Silenziosi banchetti, week-end al neon ed intimità mai ritrovate. Se fate parte di quella categoria di persone che ha vissuto la seconda parte del decennio ZeroZero con addosso skìnni scimmieschi, superga grigio fuliggine e che riusciva a camminare solo a tempo di sedicesimi allora il quartetto londinese occupa sicuramente un angolino nel vostro cuore (in caso contrario fottesega). Dopo avervi fatto saltare con “helicopter”, limonare duro con “so here we are”, avervi fatto dubitare della vostra identità sessuale passeggiando per “kreuzberg” e fatto vagare in interminabili introspezioni alla ricerca di un bagliore blu, signore e signori, i Bloc Party son tornati.

Sono ormai passati  4 anni dal loro ultimo lavoro, un tempo sufficiente per aspettarsi un album con qualcosa di concreto da dire (insomma non stiamo parlando dei Kasabian) ; ma la storia ci insegna che non tutto va come dovrebbe: nel 2008 Intimacy, che doveva rappresentare una nuova alba per la band inglese, la ricerca di un nuovo  suono, una rottura col passato, si è rivelato alla fine nient’altro che un esperimento mal riuscito. Con Four i 4 londinesi ci riprovano ancora una volta; un po’ cambiano suono, un po’ riciclano le atmosfere fortunate dei primi due lavori; l’impressione generale è che alla fine dei conti i Bc abbiano veramente poco da dire di nuovo, e la cosa più triste è che probabilmente loro sono i primi ad averne coscienza (chi ha visto il live a NewYork del 9 agosto sa di cosa parlo).  Il primo ascolto lascia un po’ storditi (soprattutto se per voi questo nuovo lavoro dei bloc party rappresentava il tanto atteso ritorno). La sensazione è che alcune canzoni siano state inserite nella produzione  totalmente a caso, un equilibrio non trovato, il tentativo  di virare verso sonorità più spinte ed aggressive, senza però centrare il bersaglio; insomma, un suono che nulla ha a che vedere con l’intimità a cui Kele e soci  ci hanno abituato in passato.
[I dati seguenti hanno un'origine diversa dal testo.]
use std::io::BufRead;

use crate::error::Result;

/// A forward-only source of text lines, without their terminators.
///
/// Sources hand out every physical line, empty ones included. Whether an
/// empty line means anything is up to the record reader on top.
pub trait LinesReader {
    /// Returns the next line, or `None` once the source is exhausted.
    fn next_line(&mut self) -> Option<Result<String>>;

    /// The terminator stripped from the line most recently returned: `"\r\n"`,
    /// `"\n"`, a lone `"\r"` at end of input, or `""` when the last line had
    /// none.
    fn terminator(&self) -> &'static str;

    /// 1-based number of the physical line most recently returned (0 before
    /// the first one).
    fn line_number(&self) -> usize;
}

impl<L: LinesReader + ?Sized> LinesReader for &mut L {
    fn next_line(&mut self) -> Option<Result<String>> {
        (**self).next_line()
    }

    fn terminator(&self) -> &'static str {
        (**self).terminator()
    }

    fn line_number(&self) -> usize {
        (**self).line_number()
    }
}

/// Reads lines from any buffered reader.
///
/// The reader is owned; pass `&mut reader` to keep ownership on the caller's
/// side.
pub struct StreamLinesReader<R> {
    reader: R,
    terminator: &'static str,
    line_number: usize,
}

impl<R: BufRead> StreamLinesReader<R> {
    pub fn new(reader: R) -> Self {
        Self {
            reader,
            terminator: "",
            line_number: 0,
        }
    }

    pub fn into_inner(self) -> R {
        self.reader
    }
}

fn strip_terminator(line: &mut String) -> &'static str {
    if line.ends_with("\r\n") {
        line.truncate(line.len() - 2);
        "\r\n"
    } else if line.ends_with('\n') {
        line.pop();
        "\n"
    } else if line.ends_with('\r') {
        // Only the final line can end this way; `read_line` stops at `\n`.
        line.pop();
        "\r"
    } else {
        ""
    }
}

impl<R: BufRead> LinesReader for StreamLinesReader<R> {
    fn next_line(&mut self) -> Option<Result<String>> {
        let mut line = String::new();
        match self.reader.read_line(&mut line) {
            Ok(0) => None,
            Ok(_) => {
                self.line_number += 1;
                self.terminator = strip_terminator(&mut line);
                Some(Ok(line))
            }
            Err(error) => Some(Err(error.into())),
        }
    }

    fn terminator(&self) -> &'static str {
        self.terminator
    }

    fn line_number(&self) -> usize {
        self.line_number
    }
}

/// Serves lines from an in-memory sequence of strings, taken to be joined by
/// CRLF.
pub struct MemoryLinesReader<I> {
    lines: I,
    line_number: usize,
}

impl<I> MemoryLinesReader<I>
where
    I: Iterator,
    I::Item: Into<String>,
{
    pub fn new<T>(lines: T) -> Self
    where
        T: IntoIterator<IntoIter = I>,
    {
        Self {
            lines: lines.into_iter(),
            line_number: 0,
        }
    }
}

impl<I> LinesReader for MemoryLinesReader<I>
where
    I: Iterator,
    I::Item: Into<String>,
{
    fn next_line(&mut self) -> Option<Result<String>> {
        let line = self.lines.next()?.into();
        self.line_number += 1;
        Some(Ok(line))
    }

    fn terminator(&self) -> &'static str {
        "\r\n"
    }

    fn line_number(&self) -> usize {
        self.line_number
    }
}
/// Format-independent entry points.
///
/// [`format`] maps a file name to CSV or TSV and opens the matching reader or
/// writer; [`xsv_reader`] splits a record stream into its header and body and
/// drives cursors over the body.
///
/// # Examples
///
/// ```
/// use xsvlib::core::column_map::ColumnMap;
/// use xsvlib::item::options::ReadOptions;
/// use xsvlib::item::xsv::format::read_xsv;
///
/// let data = "id\tlabel\n1\tone\n2\ttwo\n";
/// let mut columns = ColumnMap::new();
/// let label = columns.declare("label").unwrap();
///
/// let reader = read_xsv(data.as_bytes(), "labels.tsv", &ReadOptions::default()).unwrap();
/// let mut rows = reader.with_header().unwrap().read_columns(columns).unwrap();
///
/// let mut labels = Vec::new();
/// while let Some(row) = rows.next_row().unwrap() {
///     labels.push(row.get_string(label).unwrap().to_string());
/// }
/// assert_eq!(labels, ["one", "two"]);
/// ```
pub mod format;

pub mod xsv_reader;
Brani come “Kettling” fanno male alla salute; sentire l’assolo finale di Russel in stile Darkness, mi ha tolto diversi anni di vita (“WeCansibrwdfks UOOUOOO” BEL RITORNELLO †); altri momenti  di totale inadeguatezza li abbiamo con Coliseum, intro blueseggiante dal retrogusto desertico, che finisce per sfociare in una accozzaglia di riffoni da Veri-metallari (spiegato finalmente il nuovo Viril-barbuto look di Gordon e Russel). Ma dove cazzo sono i DELAYYY, doveeeeeeee?!!!! Arrivano in soccorso Day Four, Truth  e  Real Talk; brani che timidamente brillano del malinconico ricordo di quasi dieci anni fa, ma che, nonostante tutto, hanno la capacità di riportare i fan di vecchia data a vagare ancora una volta senza meta per le strade al neon della Metropoli. Al quarto ascolto, il rifiuto lascia spazio ad una rassegnata necessità di salvare il salvabile: se avrete voglia di cercare potreste ritrovare un Kele che sà ancora emozionare tra falsetti e urla corali (3×3) , un Matt onnipresente nella sua precisione, un Gordon……, ed un Russel che quando vuole sa ancora confermarsi un effettista dall’innato talento (lo stacco finale della traccia di apertura So he begins to lie mi ha squarciato il cuore).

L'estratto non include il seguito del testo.